INPUT MATERIAL —
· · · · ·
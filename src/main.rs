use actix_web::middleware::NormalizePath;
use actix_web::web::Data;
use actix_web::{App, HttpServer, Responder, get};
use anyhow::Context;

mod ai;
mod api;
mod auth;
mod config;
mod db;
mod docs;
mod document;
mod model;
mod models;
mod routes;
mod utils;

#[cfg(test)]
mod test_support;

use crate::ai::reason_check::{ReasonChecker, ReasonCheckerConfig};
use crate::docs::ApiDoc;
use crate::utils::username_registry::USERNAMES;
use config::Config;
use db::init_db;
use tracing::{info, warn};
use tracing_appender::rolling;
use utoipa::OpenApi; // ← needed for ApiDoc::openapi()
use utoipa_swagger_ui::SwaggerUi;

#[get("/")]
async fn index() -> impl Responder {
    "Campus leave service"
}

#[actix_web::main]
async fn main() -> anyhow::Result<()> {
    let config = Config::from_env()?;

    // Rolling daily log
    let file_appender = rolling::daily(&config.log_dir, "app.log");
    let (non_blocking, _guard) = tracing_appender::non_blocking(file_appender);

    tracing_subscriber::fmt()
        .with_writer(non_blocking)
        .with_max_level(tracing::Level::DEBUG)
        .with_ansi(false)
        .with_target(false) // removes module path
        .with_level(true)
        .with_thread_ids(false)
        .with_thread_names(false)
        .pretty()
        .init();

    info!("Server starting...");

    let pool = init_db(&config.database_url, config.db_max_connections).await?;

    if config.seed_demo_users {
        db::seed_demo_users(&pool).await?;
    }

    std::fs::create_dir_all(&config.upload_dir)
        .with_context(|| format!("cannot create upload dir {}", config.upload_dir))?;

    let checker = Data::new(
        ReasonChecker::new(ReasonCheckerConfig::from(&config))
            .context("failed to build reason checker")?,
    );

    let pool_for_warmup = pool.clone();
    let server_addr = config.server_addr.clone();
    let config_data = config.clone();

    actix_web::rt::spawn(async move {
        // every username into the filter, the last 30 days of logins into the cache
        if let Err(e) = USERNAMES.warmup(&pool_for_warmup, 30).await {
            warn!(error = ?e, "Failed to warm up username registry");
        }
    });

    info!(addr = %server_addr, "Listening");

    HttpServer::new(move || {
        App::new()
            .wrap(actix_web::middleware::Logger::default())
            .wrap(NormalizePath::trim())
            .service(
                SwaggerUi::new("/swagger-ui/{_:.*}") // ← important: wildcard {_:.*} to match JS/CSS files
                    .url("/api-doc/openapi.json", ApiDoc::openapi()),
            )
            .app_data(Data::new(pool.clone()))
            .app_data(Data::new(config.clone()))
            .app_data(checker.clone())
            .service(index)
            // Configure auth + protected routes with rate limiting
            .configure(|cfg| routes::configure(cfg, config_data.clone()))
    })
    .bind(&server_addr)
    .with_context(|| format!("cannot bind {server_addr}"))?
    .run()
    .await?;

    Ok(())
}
· · · · ·
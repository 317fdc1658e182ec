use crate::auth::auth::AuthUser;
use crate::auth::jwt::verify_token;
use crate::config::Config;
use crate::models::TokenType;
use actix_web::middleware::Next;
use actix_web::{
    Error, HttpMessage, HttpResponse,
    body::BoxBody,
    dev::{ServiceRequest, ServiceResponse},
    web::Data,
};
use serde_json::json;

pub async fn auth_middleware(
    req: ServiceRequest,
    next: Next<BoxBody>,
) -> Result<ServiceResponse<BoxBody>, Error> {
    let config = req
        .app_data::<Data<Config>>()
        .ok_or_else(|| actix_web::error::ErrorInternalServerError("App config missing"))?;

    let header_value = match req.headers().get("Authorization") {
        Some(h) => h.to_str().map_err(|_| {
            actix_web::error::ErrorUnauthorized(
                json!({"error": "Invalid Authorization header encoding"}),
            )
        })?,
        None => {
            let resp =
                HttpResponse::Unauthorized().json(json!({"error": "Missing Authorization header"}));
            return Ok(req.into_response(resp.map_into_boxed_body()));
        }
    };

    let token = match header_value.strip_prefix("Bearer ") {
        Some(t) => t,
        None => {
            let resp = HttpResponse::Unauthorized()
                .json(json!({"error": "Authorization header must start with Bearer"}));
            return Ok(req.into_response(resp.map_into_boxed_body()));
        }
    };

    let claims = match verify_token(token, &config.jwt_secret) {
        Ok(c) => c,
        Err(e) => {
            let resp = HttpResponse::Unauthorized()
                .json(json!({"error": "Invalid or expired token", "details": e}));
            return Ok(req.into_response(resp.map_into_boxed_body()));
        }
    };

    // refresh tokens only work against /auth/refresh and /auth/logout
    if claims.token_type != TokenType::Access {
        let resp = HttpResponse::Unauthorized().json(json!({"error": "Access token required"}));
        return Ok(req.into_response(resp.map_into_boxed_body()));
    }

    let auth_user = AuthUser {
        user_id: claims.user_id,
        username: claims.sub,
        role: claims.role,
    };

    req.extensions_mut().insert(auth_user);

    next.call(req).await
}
· · · · ·
WHAT THE EXERCISE ASKS —
From the records above, transcribe without alteration every line from the one with "filename src/main.rs" to the one with "mod test_support;", inclusive.

TASK SOLUTION —
filename src/main.rs
use actix_web::middleware::NormalizePath;
use actix_web::web::Data;
use actix_web::{App, HttpServer, Responder, get};
use anyhow::Context;

mod ai;
mod api;
mod auth;
mod config;
mod db;
mod docs;
mod document;
mod model;
mod models;
mod routes;
mod utils;

#[cfg(test)]
mod test_support;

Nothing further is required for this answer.